The world was a different place in the Permian. This is a time before there were birds or mammals, even the dinosaurs had yet to develop. The dominant land animals were synapsids, which look rather like modern lizards but were more mammal-like than reptilian (with differentiated teeth and quite possibly fur). They were almost completely wiped out in the Great Permian Extinction (lucky for you they weren’t, as one of your ancestors was a Permian synapsid).

There were no flowering plants in the Permian, but cycads, ginkgoes, and ferns were common. In the sea, 300 million years of Trilobite domination was about to come to an end, and echinoderms and mollusks were rising, especially a new-fangled cephalopod mollusk, the Ammonite, which was starting it’s impressive 200 million-year reign as king of the Sea.

The Permian was also the last time that all major continental land masses were collected together through Plate Tectonics into one “supercontinent”- Pangaea, leading to bad T-shirt ideas ever since (people calling for Pangaea’s reunion rarely consider that the supercontinents correlate very well with massive declines in biodiversity, but I digress). In the part of Pangaea that is now northern Arizona, there was a shallow sea facing to the west, with the shoreline shifting around somewhat, as they are apt to do on million-year time spans, which brings us to the limestone.

Limestone is generally deposited in shallow ocean water as a result of biological precipitation of carbon dioxide and calcium out of the water column – which is a fancy way of saying: it is all shells. Not just shells of bivalves like clams and oysters, but structural parts of corals, echinoderms, sponges, and perhaps most importantly, microscopic plankton. As this pile of dead and discarded shell material is compressed, heated and dewatered, it cements together into a very hard rock: limestone. Well, it is actually kind of soft by rock standards, and it is easily dissolved (on a geologic timescale) when exposed to meteoric water. However, it often forms large, homogeneous blocks that can be very resistant to erosion in arid place, like the Colorado Plateau into which the Grand Canyon has incised.
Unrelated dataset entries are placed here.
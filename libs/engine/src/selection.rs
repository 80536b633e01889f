//! The admin's current resource and manager-slot pick.

use crate::capacity::Capacity;
use crate::error::SelectionError;
use crate::resource::{ManagerRole, ManagerSlot, Resource};

/// Resource pick with its dependent manager slot.
///
/// Choosing a parent resource always discards the previous slot, even when
/// the new parent has a slot with the same role.
#[derive(Debug, Clone, Default, PartialEq, Eq)]
pub struct ResourceSelection {
    resource: Option<Resource>,
    slot: Option<ManagerRole>,
    slot_auto_selected: bool,
}

impl ResourceSelection {
    pub fn new() -> Self {
        Self::default()
    }

    /// Select a parent resource. Refused (and state kept) if it is exhausted.
    ///
    /// When the new parent exposes exactly one slot with remaining
    /// allocation, that slot is selected automatically.
    pub fn select_resource(&mut self, resource: &Resource) -> Result<(), SelectionError> {
        if !resource.is_selectable() {
            return Err(SelectionError::Exhausted {
                resource_id: resource.id.clone(),
            });
        }

        self.resource = Some(resource.clone());
        self.slot = None;
        self.slot_auto_selected = false;

        let mut open = resource.manager_slots.iter().filter(|s| s.is_selectable());
        if let (Some(only), None) = (open.next(), open.next()) {
            self.slot = Some(only.role);
            self.slot_auto_selected = true;
        }

        Ok(())
    }

    /// Choose a manager slot of the selected resource.
    pub fn select_slot(&mut self, role: ManagerRole) -> Result<(), SelectionError> {
        let resource = self.resource.as_ref().ok_or(SelectionError::NoParent)?;
        let slot = resource
            .slot(role)
            .ok_or_else(|| SelectionError::UnknownSlot {
                resource_id: resource.id.clone(),
                role,
            })?;

        if !slot.is_selectable() {
            return Err(SelectionError::SlotExhausted {
                resource_id: resource.id.clone(),
                role,
            });
        }

        self.slot = Some(role);
        self.slot_auto_selected = false;
        Ok(())
    }

    pub fn clear(&mut self) {
        *self = Self::default();
    }

    pub fn resource(&self) -> Option<&Resource> {
        self.resource.as_ref()
    }

    pub fn slot(&self) -> Option<&ManagerSlot> {
        let role = self.slot?;
        self.resource.as_ref()?.slot(role)
    }

    pub fn slot_role(&self) -> Option<ManagerRole> {
        self.slot
    }

    pub fn slot_auto_selected(&self) -> bool {
        self.slot_auto_selected
    }
}
//! Assignment command.

use std::collections::{BTreeMap, BTreeSet};

use anyhow::{bail, Result};
use clap::Args;
use cohort_engine::{
    AssignmentWorkflow, BatchOutcome, BatchReport, ManagerRole, ResourceSelection, Transition,
};
use cohort_id::{CandidateId, ResourceId};
use serde::Serialize;
use tabled::Tabled;

use crate::error::CliError;
use crate::output::{
    print_info, print_output, print_single, print_success, print_warning, OutputFormat,
};

use super::candidates::parse_transition;
use super::CommandContext;

/// Assign one or more candidates to a resource.
#[derive(Debug, Args)]
pub struct AssignCommand {
    /// Transition (schedule-interview, assign-induction, assign-scheme, assign-station).
    #[arg(value_parser = parse_transition)]
    transition: Transition,

    /// Resource to assign to.
    #[arg(long)]
    resource: ResourceId,

    /// Manager slot (primary, secondary, mentor), for resources that have them.
    #[arg(long, value_parser = parse_role)]
    slot: Option<ManagerRole>,

    /// Window start (YYYY-MM-DD or RFC 3339).
    #[arg(long)]
    start: Option<String>,

    /// Window end (YYYY-MM-DD or RFC 3339). A bare date covers the whole day.
    #[arg(long)]
    end: Option<String>,

    /// Program record shared by every candidate; supplies the window when
    /// --start/--end are omitted.
    #[arg(long)]
    program: Option<ResourceId>,

    /// Extra field sent with each assignment (key=value, repeatable).
    /// Values that parse as JSON are sent as JSON, anything else as text.
    #[arg(long = "aux", value_parser = parse_aux)]
    aux: Vec<(String, serde_json::Value)>,

    /// Candidates to assign.
    #[arg(required = true, num_args = 1..)]
    candidates: Vec<CandidateId>,
}

fn parse_role(s: &str) -> Result<ManagerRole, String> {
    ManagerRole::parse(s).ok_or_else(|| {
        let known: Vec<&str> = ManagerRole::ALL.iter().map(|r| r.as_str()).collect();
        format!("unknown manager role '{s}' (expected one of: {})", known.join(", "))
    })
}

fn parse_aux(s: &str) -> Result<(String, serde_json::Value), String> {
    let (key, raw) = s
        .split_once('=')
        .ok_or_else(|| format!("expected key=value, got '{s}'"))?;
    let key = key.trim();
    if key.is_empty() {
        return Err(format!("empty key in '{s}'"));
    }
    let value = serde_json::from_str(raw)
        .unwrap_or_else(|_| serde_json::Value::String(raw.to_string()));
    Ok((key.to_string(), value))
}

#[derive(Debug, Serialize, Tabled)]
struct OutcomeRow {
    #[tabled(rename = "Candidate")]
    candidate: String,
    #[tabled(rename = "Name")]
    name: String,
    #[tabled(rename = "Result")]
    result: &'static str,
    #[tabled(rename = "Detail")]
    detail: String,
}

impl OutcomeRow {
    fn new(outcome: &BatchOutcome, names: &BTreeMap<CandidateId, String>) -> Self {
        let (result, detail) = match &outcome.result {
            Ok(ack) => (
                "assigned",
                ack.assignment_id
                    .as_ref()
                    .map(|id| id.to_string())
                    .or_else(|| ack.message.clone())
                    .unwrap_or_else(|| "-".to_string()),
            ),
            Err(err) => ("failed", err.to_string()),
        };

        Self {
            candidate: outcome.candidate_id.to_string(),
            name: names
                .get(&outcome.candidate_id)
                .cloned()
                .unwrap_or_else(|| "-".to_string()),
            result,
            detail,
        }
    }
}

impl AssignCommand {
    pub async fn run(self, ctx: CommandContext) -> Result<()> {
        let backend = ctx.backend()?;
        let mut workflow = AssignmentWorkflow::new(backend, self.transition);
        workflow.load().await?;

        let resource = workflow.catalog().get(&self.resource).ok_or_else(|| {
            CliError::NotFound(format!(
                "{} {} is not listed",
                self.transition.resource_kind(),
                self.resource
            ))
        })?;

        let mut selection = ResourceSelection::new();
        selection.select_resource(resource)?;
        match self.slot {
            Some(role) => selection.select_slot(role)?,
            None => {
                if let (true, Some(slot)) = (selection.slot_auto_selected(), selection.slot()) {
                    if ctx.format == OutputFormat::Table {
                        print_info(&format!(
                            "Using {} manager slot ({}), the only one with allocation left.",
                            slot.role, slot.name
                        ));
                    }
                }
            }
        }

        let eligible = workflow.eligible_candidates();
        let eligible_ids: BTreeSet<&CandidateId> = eligible.iter().map(|c| &c.id).collect();
        let ineligible: Vec<String> = self
            .candidates
            .iter()
            .filter(|id| !eligible_ids.contains(id))
            .map(|id| id.to_string())
            .collect();
        if !ineligible.is_empty() {
            bail!(
                "not eligible for {} (must be at stage {}): {}",
                self.transition,
                self.transition.predecessor(),
                ineligible.join(", ")
            );
        }
        let names: BTreeMap<CandidateId, String> = eligible
            .iter()
            .map(|c| (c.id.clone(), c.display_name().to_string()))
            .collect();

        let mut builder = workflow
            .builder()
            .candidates(self.candidates)
            .selection(selection);
        if let Some(start) = self.start {
            builder = builder.start(start);
        }
        if let Some(end) = self.end {
            builder = builder.end(end);
        }
        if let Some(program) = self.program {
            builder = builder.shared_program(program);
        }
        for (key, value) in self.aux {
            builder = builder.aux(key, value);
        }

        let round = workflow.submit(builder).await?;

        match ctx.format {
            OutputFormat::Json => print_single(&round.report),
            OutputFormat::Table => print_report(&round.report, &names),
        }

        if let Some(err) = &round.refresh_error {
            if ctx.format == OutputFormat::Table {
                print_warning(&format!("Lists could not be refreshed: {err}"));
            }
        }

        check_report(&round.report)
    }
}

fn print_report(report: &BatchReport, names: &BTreeMap<CandidateId, String>) {
    // A lone failure is reported as the command's error instead.
    if report.total() == 1 && !report.all_succeeded() {
        return;
    }

    let rows: Vec<OutcomeRow> = report
        .outcomes()
        .iter()
        .map(|o| OutcomeRow::new(o, names))
        .collect();
    print_output(&rows, OutputFormat::Table);

    if report.all_succeeded() {
        print_success(&report.summary());
    } else {
        print_warning(&report.summary());
    }
}

fn check_report(report: &BatchReport) -> Result<()> {
    if report.all_succeeded() {
        return Ok(());
    }

    let summary = match report.outcomes() {
        [only] => match only.error() {
            Some(err) => format!("{}: {}", only.candidate_id, err),
            None => report.summary(),
        },
        _ => report.summary(),
    };

    Err(CliError::Incomplete {
        summary,
        reauthenticate: report.requires_reauthentication(),
    }
    .into())
}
In places west of the Grand Canyon, younger rocks are piled on top of the Kaibab, but around the canyon, these younger rocks have been eroded away at some point in between the 270 Million years since it’s deposition in the shallow ocean and it’s current exposure more than two Kilometres above sea level.

Did I mention my fear of respect for heights?

The Kaibab is hard enough to form vertical walls at the Canyon rim, some more than 300 feet high. It is also distinctly grey in colour, making a visible band around the canyon rim, and is easy to differentiate from the reddish sandstones and shales below. The underlying Toroweap formation is not as resistant, and forms rubbly slopes below the Kaibab cliffs.

Kaibab – you can recognize it from 10 miles away.

Close up, the Kaibab is grey in colour, and is variously massive (showing little internal structure) or mottled with chert nodules and fossils. It is also variously mixed with relatively thin shale or sandstones beds, just enough to give a sense of bedding.

This poor, suffering bastard could use a bed. Fortunately, there is
beautifully expressed bedding in the Kaibab Limestone outcrops behind him!
Chert nodules weathering out of Kaibab limestone. Note pointing doofus for scale.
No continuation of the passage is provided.